No guarantees of any kind are provided in regard to the in-memory representation of our data structures. We intend for SeqAn to be built from source. The internal layout of our types may change at any point, without notice. In particular, building SeqAn in the presence of different C++ standard library types may change SeqAn types, especially for pre-adopted types in the std module — these will resolve to standard library types as of C++20.

We do promise, however, that SeqAn3 data structures¹ serialised to disk are de-serialisable by later versions of SeqAn3. The reverse is not true, however, and re-serialising a data structure serialised by a previous release might result in a different (updated) on-disk format.

¹ Iff they are API stable.

Platform stability

The main requirement for SeqAn3 is that your operating system provides one of the compilers supported by us. In general, we only support the latest three major compiler versions. We currently support the following compilers on 64-bit operating systems with little-endian CPU architectures:

  • GCC7, GCC8, GCC9, GCC10, GCC11
Note
Only the most recent minor release of a compiler is guaranteed to be supported, e.g. when gcc-10.4 is released, we may drop support for gcc-10.3. Since all platforms with an older version receive minor release updates, this should not be a problem.

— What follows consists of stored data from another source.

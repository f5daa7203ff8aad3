// ABOUTME: Runtime configuration for the sandbox engine
// ABOUTME: Defaults overridable through POLYBOX_* environment variables

use polybox_config::constants as env;
use polybox_config::parse_bounded;
use std::collections::BTreeMap;
use std::path::PathBuf;
use std::time::Duration;

use crate::types::DEFAULT_BASE_OS;

const DEFAULT_IMAGE: &str = "polybox-executor:latest";
const DEFAULT_IMAGE_PREFIX: &str = "polybox";
const DEFAULT_EXEC_USER: &str = "root";
const DEFAULT_SANDBOX_USER: &str = "sandboxuser";
const DEFAULT_PROJECT_DOCKERFILE: &str = "Dockerfile";
const DEFAULT_UPLOAD_DIR: &str = "uploads";
const DEFAULT_STOP_TIMEOUT_SECS: u64 = 10;
// Must exceed the longest allowed execution timeout
const DEFAULT_DOCKER_TIMEOUT_SECS: u64 = 3660;
const DEFAULT_PROGRESS_POLL_INTERVAL_MS: u64 = 1000;

#[derive(Debug, Clone, PartialEq)]
pub struct SandboxConfig {
    /// Image used when a request names none
    pub default_image: String,
    pub default_base_os: String,
    /// Prefix for generated image tags
    pub image_prefix: String,
    /// User that runs synthesized commands inside the container
    pub exec_user: String,
    /// Non-root user created by generated images
    pub sandbox_user: String,
    /// Project default build description; `None` disables the lookup
    pub project_dockerfile: Option<PathBuf>,
    pub stop_timeout_secs: u64,
    pub docker_timeout_secs: u64,
    pub progress_poll_interval_ms: u64,
    pub upload_dir: PathBuf,
    /// Variables every execution container receives
    pub baseline_env: BTreeMap<String, String>,
}

impl Default for SandboxConfig {
    fn default() -> Self {
        Self {
            default_image: DEFAULT_IMAGE.to_string(),
            default_base_os: DEFAULT_BASE_OS.to_string(),
            image_prefix: DEFAULT_IMAGE_PREFIX.to_string(),
            exec_user: DEFAULT_EXEC_USER.to_string(),
            sandbox_user: DEFAULT_SANDBOX_USER.to_string(),
            project_dockerfile: Some(PathBuf::from(DEFAULT_PROJECT_DOCKERFILE)),
            stop_timeout_secs: DEFAULT_STOP_TIMEOUT_SECS,
            docker_timeout_secs: DEFAULT_DOCKER_TIMEOUT_SECS,
            progress_poll_interval_ms: DEFAULT_PROGRESS_POLL_INTERVAL_MS,
            upload_dir: PathBuf::from(DEFAULT_UPLOAD_DIR),
            baseline_env: default_baseline_env(),
        }
    }
}

fn default_baseline_env() -> BTreeMap<String, String> {
    BTreeMap::from([
        ("PYTHONUNBUFFERED".to_string(), "1".to_string()),
        ("NODE_ENV".to_string(), "development".to_string()),
    ])
}

impl SandboxConfig {
    /// Load configuration from the process environment
    pub fn from_env() -> Self {
        Self::from_lookup(|key| std::env::var(key).ok())
    }

    /// Load configuration from an arbitrary key lookup
    pub fn from_lookup<F>(lookup: F) -> Self
    where
        F: Fn(&str) -> Option<String>,
    {
        let defaults = Self::default();
        let text = |key: &str, default: String| {
            lookup(key)
                .map(|v| v.trim().to_string())
                .filter(|v| !v.is_empty())
                .unwrap_or(default)
        };

        let stop_timeout_secs = parse_bounded(
            env::POLYBOX_STOP_TIMEOUT_SECS,
            lookup(env::POLYBOX_STOP_TIMEOUT_SECS),
            0..=60,
            DEFAULT_STOP_TIMEOUT_SECS,
        );
        let docker_timeout_secs = parse_bounded(
            env::POLYBOX_DOCKER_TIMEOUT_SECS,
            lookup(env::POLYBOX_DOCKER_TIMEOUT_SECS),
            30..=7200,
            DEFAULT_DOCKER_TIMEOUT_SECS,
        );
        let progress_poll_interval_ms = parse_bounded(
            env::POLYBOX_PROGRESS_POLL_INTERVAL_MS,
            lookup(env::POLYBOX_PROGRESS_POLL_INTERVAL_MS),
            50..=60_000,
            DEFAULT_PROGRESS_POLL_INTERVAL_MS,
        );

        // An explicitly empty value turns the project Dockerfile lookup off
        let project_dockerfile = match lookup(env::POLYBOX_PROJECT_DOCKERFILE) {
            Some(v) if v.trim().is_empty() => None,
            Some(v) => Some(PathBuf::from(v.trim())),
            None => defaults.project_dockerfile.clone(),
        };

        Self {
            default_image: text(env::POLYBOX_DEFAULT_IMAGE, defaults.default_image),
            default_base_os: text(env::POLYBOX_DEFAULT_BASE_OS, defaults.default_base_os),
            image_prefix: text(env::POLYBOX_IMAGE_PREFIX, defaults.image_prefix),
            exec_user: text(env::POLYBOX_EXEC_USER, defaults.exec_user),
            sandbox_user: text(env::POLYBOX_SANDBOX_USER, defaults.sandbox_user),
            project_dockerfile,
            stop_timeout_secs,
            docker_timeout_secs,
            progress_poll_interval_ms,
            upload_dir: lookup(env::POLYBOX_UPLOAD_DIR)
                .filter(|v| !v.trim().is_empty())
                .map(|v| PathBuf::from(v.trim()))
                .unwrap_or(defaults.upload_dir),
            baseline_env: defaults.baseline_env,
        }
    }

    pub fn docker_timeout(&self) -> Duration {
        Duration::from_secs(self.docker_timeout_secs)
    }

    pub fn progress_poll_interval(&self) -> Duration {
        Duration::from_millis(self.progress_poll_interval_ms)
    }

    /// Config with the project Dockerfile lookup disabled
    pub fn without_project_dockerfile(mut self) -> Self {
        self.project_dockerfile = None;
        self
    }
}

We promise to support the above compilers in the latest release of SeqAn3, or until all the following operating systems provide a newer supported compiler:

Operating System Supported Releases¹
RedHat Enterprise Linux the latest release ²
CentOS Linux the latest release ²
SUSE Linux Enterprise Server the latest release
Debian GNU/Linux "stable" and "old-stable"
Ubuntu Linux the two latest LTS releases
macOS the two latest releases
FreeBSD the latest stable release

"Support" in this context does not imply that we package SeqAn for these operating systems (although we do in some cases), it merely states that you should be able to build applications that depend on SeqAn on the given platforms. This implies the availability of a supported compiler in the default package repositories or via easy-to-use third party services.

More platforms and compilers will be added during the SeqAn3 lifecycle, but some will be marked as experimentally supported which means support may be dropped again later on.

We promise to provide good forward-compatibility with the C++ standard. And we will strive to fix any warnings that are added by newer versions of a supported compiler.

¹ This site provides a good overview of what the current release and its lifecycle is.
² We consider CentOS 7 / RedHat Enterprise Linux (RHEL) 7 as being community-supported. That means issues and patches are welcome, but we do not actively test for those operating systems. See this related issue.

Dependencies

We may add additional dependencies in future minor releases of SeqAn or raise the required versions of current dependencies. However, we promise not to add required dependencies that result in new licensing obligations or link-time dependencies.